自分の母親の喪があけぬうちに父親が再婚し、聡いセリーナが気付くほどに後継者として扱わず、別邸に住むという娘を引き留めもせず、精霊の儀まで一度も会わず、それが終わればこの前の仮面舞踏会の日まで会わなかったんだって?
挙げ句の果てに精霊の儀を済ませたにも関わらずセリーナを茶会に連れ出そうとする夫人を叱責し、これまで一度も社交をさせず、学院の催しである仮面舞踏会にも出ないように圧力をかけたよな?

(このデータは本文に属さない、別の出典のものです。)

use chrono::{DateTime, Utc};
use serde::{Deserialize, Serialize};
use utoipa::ToSchema;
use uuid::Uuid;

/// 单个(社区, 账号实例)组合的同步状态
#[derive(Debug, Clone, Copy, PartialEq, Eq, Serialize, Deserialize, ToSchema)]
#[serde(rename_all = "lowercase")]
pub enum ProgressStatus {
    /// 已订阅，等待下一轮确认
    Pending,
    /// 终态，之后不再处理
    Done,
    /// 本轮失败，下一轮重试
    Error,
}

impl std::fmt::Display for ProgressStatus {
    fn fmt(&self, f: &mut std::fmt::Formatter<'_>) -> std::fmt::Result {
        match self {
            ProgressStatus::Pending => write!(f, "pending"),
            ProgressStatus::Done => write!(f, "done"),
            ProgressStatus::Error => write!(f, "error"),
        }
    }
}

/// 进度记录，每个账号实例在同一社区内唯一
#[derive(Debug, Clone, PartialEq, Eq, Serialize, Deserialize, ToSchema)]
pub struct ProgressRecord {
    /// 机器人账号所在实例
    pub host: String,
    pub status: ProgressStatus,
}

/// 被跟踪的社区
#[derive(Debug, Clone, Serialize, Deserialize, ToSchema)]
pub struct TrackedCommunity {
    pub id: Uuid,
    /// 社区所在实例
    pub host: String,
    /// 社区名称
    pub name: String,
    pub progress: Vec<ProgressRecord>,
    pub created_at: DateTime<Utc>,
    /// 最近一次写入进度的时间，从未写入时为空
    pub updated_at: Option<DateTime<Utc>>,
}

impl TrackedCommunity {
    pub fn new(host: impl Into<String>, name: impl Into<String>) -> Self {
        Self {
            id: Uuid::new_v4(),
            host: host.into(),
            name: name.into(),
            progress: Vec::new(),
            created_at: Utc::now(),
            updated_at: None,
        }
    }

    /// `name@host` 形式的完整社区标识
    pub fn qualified_name(&self) -> String {
        format!("{}@{}", self.name, self.host)
    }

    pub fn status_for(&self, account_host: &str) -> Option<ProgressStatus> {
        self.progress
            .iter()
            .find(|r| r.host == account_host)
            .map(|r| r.status)
    }

    /// 写入某账号实例的状态，返回状态是否发生了变化
    pub fn set_status(&mut self, account_host: &str, status: ProgressStatus) -> bool {
        match self.progress.iter_mut().find(|r| r.host == account_host) {
            Some(record) if record.status == status => false,
            Some(record) => {
                record.status = status;
                true
            }
            None => {
                self.progress.push(ProgressRecord {
                    host: account_host.to_string(),
                    status,
                });
                true
            }
        }
    }

    /// 该账号实例是否已进入终态
    pub fn is_done_for(&self, account_host: &str) -> bool {
        self.status_for(account_host) == Some(ProgressStatus::Done)
    }
}

/// 收录社区请求
#[derive(Debug, Clone, Serialize, Deserialize, ToSchema)]
pub struct AddCommunityRequest {
    /// `community@instance` 格式
    pub community: String,
}

/// 收录结果
#[derive(Debug, Clone, Serialize, Deserialize, ToSchema)]
pub struct AddCommunityResponse {
    /// 社区此前是否已被跟踪
    pub updated: bool,
    pub community: TrackedCommunity,
}

/// 机器人账号的公开信息（不含密码与令牌）
#[derive(Debug, Clone, Serialize, Deserialize, ToSchema)]
pub struct InstanceSummary {
    pub host: String,
    pub username: String,
    pub active: bool,
}

/// 社区总览
#[derive(Debug, Clone, Serialize, Deserialize, ToSchema)]
pub struct CommunityOverview {
    pub communities: Vec<TrackedCommunity>,
    pub instances: Vec<InstanceSummary>,
    /// 同步间隔（分钟）
    pub interval_minutes: u64,
}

それだけじゃない。別邸に行ってからというもの、別邸への予算は嫡子へのものとは思えないほど削減したな。あれではついて行った侍女含めた三人の一ヶ月の食費にも満たない。ゴルドー伯爵夫人や使用人たちが善人で助かったな、そうじゃなければ俺がとっくに連れ出してた。」
シリウスからの糾弾に返す言葉も見つからない。
すべて事実だから当然である。
外面だけは完璧にしてきたゴルドー伯爵の浅ましさに他の貴族たちも怪訝な顔を隠さない。そして予算が必要以上に削られていたことまでは知らなかったユグネル伯爵たちは、怒りのあまりさらに涙をこぼした。
「……完璧に隠していたつもりかもしれないが、良識ある人間からしたら知れば知るほど違和感でしかなかったはずだ。こんな仕打ちをしておいて、よくもまだ顔を合わせようと思ったな。」